Below is an abstract for a paper I will be presenting at the 2013 Society for Literature, Science, and the Arts Conference, taking place October 3-6 a Notre Dame University.

Infinite Oppenheimers and Postnatural Metahistory: Jonathan Hickman’s Manhattan Projects

From the perspective of what number of young scholars and nuclear critics are calling a second nuclear age, I would like to suggest that one site of the “postnatural” can be found in the remarkable cultural intersection between narratives of nuclear history and contemporary ecological understandings of catastrophe and risk. Though there are any number of instances of such aesthetic correspondences and dissonances, for instance the spectacle of cinematic destruction that dominated the last decade, one might do well to look to texts that, parallel to the non-event of Mutually Assured Destruction, eschew moments of narrative disaster.
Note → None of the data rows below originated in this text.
// ============================================================================
// INSTRUCTIONS
// ============================================================================

/// System instructions listing every category, account group, code and
/// 4-digit sub-range of the table.
pub fn classification_instructions(table: &RangeTable) -> String {
    let mut text = String::from(
        "You are a financial accounting expert. Given the following account groups and categories \
         with their GL code ranges, classify each ledger entry into one of the account group codes \
         listed below. Note that while the categories use 4-digit GL codes, the final posting ledger \
         must use a 6-digit GL code (the 4-digit base expanded with two digits as per the sub-range).\n\n",
    );

    text.push_str("Categories (fixed):\n");
    let mut listed: Vec<&str> = Vec::new();
    for category in CATEGORIES.iter() {
        if table.iter().any(|r| r.category_name == category.name) {
            text.push_str(&format!(
                " - {}: {} to {}\n",
                category.name, category.base_start, category.base_end
            ));
            listed.push(category.name);
        }
    }
    // Categories only known to the loaded reference data: bounds of their groups
    for range in table.iter() {
        if listed.contains(&range.category_name.as_str()) {
            continue;
        }
        let members = table.iter().filter(|r| r.category_name == range.category_name);
        let (low, high) = members.fold((u32::MAX, 0), |(lo, hi), r| {
            (lo.min(r.base_start()), hi.max(r.base_end()))
        });
        text.push_str(&format!(" - {}: {} to {}\n", range.category_name, low, high));
        listed.push(&range.category_name);
    }

    text.push_str("\nAccount Groups:\n");
    for (idx, range) in table.iter().enumerate() {
        text.push_str(&format!(
            "{}. {} (Code: {}) - belongs to {}, Subrange: {} to {}.\n",
            idx + 1,
            range.group_name,
            range.code,
            range.category_name,
            range.base_start(),
            range.base_end()
        ));
    }

    text.push_str(
        "\nFor each ledger entry provided, analyze the fields 'primary_group', 'parent_group', and \
         'ledger_name' and assign it the appropriate account group code from the list above. Return \
         ONLY the account group code (e.g., SHCP, RESV, LTBR, etc.) in a JSON array corresponding to \
         the order of the ledger entries provided. Do not include any additional text or explanation.",
    );

    text
}

// ============================================================================
// CLASSIFIER
// ============================================================================

pub struct LedgerClassifier<B> {
    backend: B,
    instructions: String,
    valid_codes: HashSet<String>,
    fallback: FallbackRules,
    cache: HashMap<CacheKey, String>,
    remote_calls: usize,
}
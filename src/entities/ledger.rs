// 📚 Ledger records - input rows, output rows and the classifier's view of them
//
// LedgerEntry      = row of ledger_table (written by the external sync)
// ClassifiedLedger = row of ledger_table_gl_code (written by the GL code jobs)
// SourceLedger     = raw ledger as delivered by the sync, before it has an id

use serde::{Deserialize, Serialize};
use sha2::{Digest, Sha256};

use super::account_group::AccountGroupRange;

// ============================================================================
// CLASSIFIER VIEW
// ============================================================================

/// Classification cache key. Ledgers sharing the same group pair are
/// classified identically whatever their name.
#[derive(Debug, Clone, PartialEq, Eq, Hash, PartialOrd, Ord, Serialize, Deserialize)]
pub struct CacheKey {
    pub primary_group: String,
    pub parent_group: String,
}

impl CacheKey {
    pub fn new(primary_group: &str, parent_group: &str) -> Self {
        CacheKey {
            primary_group: primary_group.to_string(),
            parent_group: parent_group.to_string(),
        }
    }
}

/// Descriptive fields sent to the classifier
#[derive(Debug, Clone, PartialEq, Eq, Serialize, Deserialize)]
pub struct LedgerDescriptor {
    pub primary_group: String,
    pub parent_group: String,
    pub ledger_name: String,
}

impl LedgerDescriptor {
    pub fn new(primary_group: &str, parent_group: &str, ledger_name: &str) -> Self {
        LedgerDescriptor {
            primary_group: primary_group.to_string(),
            parent_group: parent_group.to_string(),
            ledger_name: ledger_name.to_string(),
        }
    }

    pub fn cache_key(&self) -> CacheKey {
        CacheKey::new(&self.primary_group, &self.parent_group)
    }

    /// One line of the classification request
    pub fn describe(&self) -> String {
        format!(
            "Entry: Primary Group: {}, Parent Group: {}, Name: {}",
            self.primary_group, self.parent_group, self.ledger_name
        )
    }
}

// ============================================================================
// LEDGER ENTRY (input)
// ============================================================================

#[derive(Debug, Clone, PartialEq, Eq, Serialize, Deserialize)]
pub struct LedgerEntry {
    pub ledger_id: i64,
    pub ledger_name: String,
    pub parent_group: Option<String>,
    pub primary_group: Option<String>,
    pub group_name: Option<String>,
    pub group_parent: Option<String>,
    pub is_revenue: Option<bool>,
    pub is_deemed_positive: Option<bool>,
    pub affects_gross_profit: Option<bool>,

    /// Set by the external sync when any field changed since the last run
    pub isupdate: bool,
}

impl LedgerEntry {
    pub fn descriptor(&self) -> LedgerDescriptor {
        LedgerDescriptor::new(
            self.primary_group.as_deref().unwrap_or_default(),
            self.parent_group.as_deref().unwrap_or_default(),
            &self.ledger_name,
        )
    }

    pub fn cache_key(&self) -> CacheKey {
        CacheKey::new(
            self.primary_group.as_deref().unwrap_or_default(),
            self.parent_group.as_deref().unwrap_or_default(),
        )
    }
}

// ============================================================================
// CLASSIFIED LEDGER (output)
// ============================================================================

#[derive(Debug, Clone, PartialEq, Eq, Serialize, Deserialize)]
pub struct ClassifiedLedger {
    /// Zero-padded 6-digit code
    pub gl_code: String,
    pub ledger_id: i64,
    pub ledger_name: String,
    pub account_group_code: String,
    pub category_name: String,
    pub account_group_name: String,
    pub primary_group: Option<String>,
    pub parent_group: Option<String>,
    pub group_parent: Option<String>,
    pub group_name: Option<String>,
    pub is_revenue: Option<bool>,
    pub is_deemed_positive: Option<bool>,
    pub affects_gross_profit: Option<bool>,
}

impl ClassifiedLedger {
    /// Output row for `entry` filed under `range` with a freshly issued code
    pub fn assign(entry: &LedgerEntry, range: &AccountGroupRange, gl_code: String) -> Self {
        ClassifiedLedger {
            gl_code,
            ledger_id: entry.ledger_id,
            ledger_name: entry.ledger_name.clone(),
            account_group_code: range.code.clone(),
            category_name: range.category_name.clone(),
            account_group_name: range.group_name.clone(),
            primary_group: entry.primary_group.clone(),
            parent_group: entry.parent_group.clone(),
            group_parent: entry.group_parent.clone(),
            group_name: entry.group_name.clone(),
            is_revenue: entry.is_revenue,
            is_deemed_positive: entry.is_deemed_positive,
            affects_gross_profit: entry.affects_gross_profit,
        }
    }

    pub fn gl_code_value(&self) -> Option<u32> {
        self.gl_code.parse().ok()
    }
}

// ============================================================================
// SOURCE LEDGER (external sync input)
// ============================================================================

#[derive(Debug, Clone, PartialEq, Eq, Serialize, Deserialize)]
pub struct SourceLedger {
    pub ledger_name: String,
    pub parent_group: Option<String>,
    pub primary_group: Option<String>,
    pub group_name: Option<String>,
    pub group_parent: Option<String>,
    pub is_revenue: Option<bool>,
    pub is_deemed_positive: Option<bool>,
    pub affects_gross_profit: Option<bool>,
}

impl SourceLedger {
    /// SHA-256 over every tracked field; a changed fingerprint flags the
    /// ledger for reconciliation.
    pub fn fingerprint(&self) -> String {
        let mut hasher = Sha256::new();
        hasher.update(format!(
            "{}|{:?}|{:?}|{:?}|{:?}|{:?}|{:?}|{:?}",
            self.ledger_name,
            self.parent_group,
            self.primary_group,
            self.group_name,
            self.group_parent,
            self.is_revenue,
            self.is_deemed_positive,
            self.affects_gross_profit
        ));
        format!("{:x}", hasher.finalize())
    }
}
Writer Jonathan Hickman and artist Nick Pitarra’s The Manhattan Projects (Image Comics, 2012- ) is such a text, imagining that work on the atomic bomb at Los Alamos was “a front for a series of other, more unusual, programs.” Hickman’s writing picks up a tradition of re-imagining nuclear history, familiar to any reader of Thomas Pynchon, and adds a superheroic twist: J. Robert Oppenheimer is consumed by his infinite personalities, Enrico Fermi is an alien, F.D.R. is reborn as an A.I., Albert Einstein plays the role of Wolverine, etc. This paper will argue that Hickman’s work emerges from a particular moment in which nuclear, information, and biological sciences are raising a host of interesting questions for contemporary narrative. Hickman’s radically alternative history of twentieth century science and politics emerges from a postnatural perspective whose horizon surpasses the globe, positioning nuclear history within a galactic ecology in order to rigorously problematize the posthuman.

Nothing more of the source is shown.